Across the city from Sara Gaspard and her demonic house guest, hours before the woman would wake to the creature's watchful red eyes, a portly security guard sat in his office and watched a portable television.

Robert Carlson reclined in his desk chair and flipped through the channels in search of a replay for last night's basketball game. A bank of fixed monitors surrounding him relayed flickering, monochrome images, various angles and shots capturing the words Klau Incorporated back-lit in white neon along a wall. The pieces came together in disjointed patches and patterns. Streetlights at the curb illuminated oblique lines through the empty lobby, and the light caught the side of one rounded pillar, the bottom of the mezzanine, and the banister's rail. Benches and padded chairs lined a recessed pond where koi fish swam laps in quiet, restless circles.

Coins piled in the belly of a plastic charity box glittered at the pond's front.

Robert found the right channel and popped a pretzel into his mouth. He brushed salty crumbs from his uniform.
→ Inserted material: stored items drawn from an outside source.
//! The status page pipeline: fetch issues and labels, derive system status
//! and incident history, render, publish.

use crate::assets::{Assets, ASSET_FILES};
use crate::config::{PageConfig, CONFIG_FILE};
use crate::error::{Result, StatusPageError};
use crate::github::{RepoClient, PAGES_BRANCH};
use crate::incident::{build_incidents, Collaborators, Incident};
use crate::publish::{publish_file, publish_index, PublishOutcome};
use crate::render::{render, PageContext, TEMPLATE_FILE};
use crate::status::{self, Panel, System};
use chrono::{DateTime, Duration, Utc};
use serde::Serialize;

/// Only issues updated within this many days feed the page.
pub const ISSUE_WINDOW_DAYS: i64 = 90;

// ---------------------------------------------------------------------------
// Snapshot
// ---------------------------------------------------------------------------

/// Derived state of one run. Nothing here outlives the run except the
/// rendered page.
#[derive(Debug, Clone, Serialize)]
pub struct Snapshot {
    pub systems: Vec<System>,
    pub incidents: Vec<Incident>,
    pub panels: Vec<Panel>,
}

pub fn snapshot(repo: &RepoClient<'_>, now: DateTime<Utc>) -> Result<Snapshot> {
    let since = now - Duration::days(ISSUE_WINDOW_DAYS);
    let issues = repo.issues_since(since)?;
    let labels = repo.labels()?;
    tracing::debug!(
        issues = issues.len(),
        labels = labels.len(),
        "fetched issues and labels"
    );

    let collaborators: Collaborators = repo
        .collaborators()?
        .into_iter()
        .map(|u| u.login)
        .collect();

    let systems = status::aggregate(&labels, &issues, &collaborators);
    let incidents = build_incidents(&issues, &collaborators, |issue| {
        repo.issue_comments(issue.number)
    })?;

    let panels = status::panels(&systems);
    Ok(Snapshot {
        systems,
        incidents,
        panels,
    })
}

// ---------------------------------------------------------------------------
// Config
// ---------------------------------------------------------------------------

/// Page config from `config.json` at `git_ref`, merged over the defaults.
pub fn load_config(repo: &RepoClient<'_>, git_ref: &str) -> Result<PageConfig> {
    Ok(match repo.file(CONFIG_FILE, git_ref)? {
        Some(file) => PageConfig::from_json_or_default(&file.content),
        None => PageConfig::default(),
    })
}

// ---------------------------------------------------------------------------
// update
// ---------------------------------------------------------------------------

#[derive(Debug, Clone, Serialize)]
pub struct UpdateReport {
    pub outcome: PublishOutcome,
    #[serde(flatten)]
    pub snapshot: Snapshot,
}

/// Regenerate `index.html` on the pages branch. Writes only when the
/// rendered page differs from the published one.
pub fn update(repo: &RepoClient<'_>, now: DateTime<Utc>) -> Result<UpdateReport> {
    let snapshot = snapshot(repo, now)?;

    // Read everything from one commit so template, config and the
    // published page agree.
    let head = repo.branch_sha(PAGES_BRANCH)?;
    let template = repo
        .file(TEMPLATE_FILE, &head)?
        .ok_or_else(|| StatusPageError::MissingFile {
            path: TEMPLATE_FILE.to_string(),
            branch: PAGES_BRANCH.to_string(),
        })?;
    let config = load_config(repo, &head)?;

    let content = render(
        &template.content,
        &PageContext {
            systems: &snapshot.systems,
            incidents: &snapshot.incidents,
            panels: &snapshot.panels,
            config: &config,
        },
    )?;

    let outcome = publish_index(repo, &content, PAGES_BRANCH, &head)?;
    Ok(UpdateReport { outcome, snapshot })
}

// ---------------------------------------------------------------------------
// upgrade
// ---------------------------------------------------------------------------

#[derive(Debug, Clone, Serialize)]
pub struct AssetUpgrade {
    pub file: String,
    pub outcome: PublishOutcome,
}

/// Bring the bundled assets on the pages branch up to date, creating the ones
/// that are missing and rewriting the ones whose content changed.
pub fn upgrade(repo: &RepoClient<'_>) -> Result<Vec<AssetUpgrade>> {
    let head = repo.branch_sha(PAGES_BRANCH)?;
    let mut results = Vec::with_capacity(ASSET_FILES.len());
    for &file in ASSET_FILES {
        let content = Assets::text(file)?;
        let outcome = publish_file(
            repo,
            file,
            &content,
            PAGES_BRANCH,
            &head,
            ("upgrade", "upgrade"),
        )?;
        results.push(AssetUpgrade {
            file: file.to_string(),
            outcome,
        });
    }
    Ok(results)
}

// ---------------------------------------------------------------------------
// Tests
// ---------------------------------------------------------------------------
Ambiance from the idle monitors provided relief in the otherwise dark, unlit room, the screens blinking from one black and white image to another every twenty-five seconds, as designed. Dozens upon dozens of unoccupied rooms came into focus while Robert watched his game: conference rooms and storage blocks, technician floors and individual offices, long halls, barren basements, and cluttered cubicles. Only the CEO's private level remained unpictured.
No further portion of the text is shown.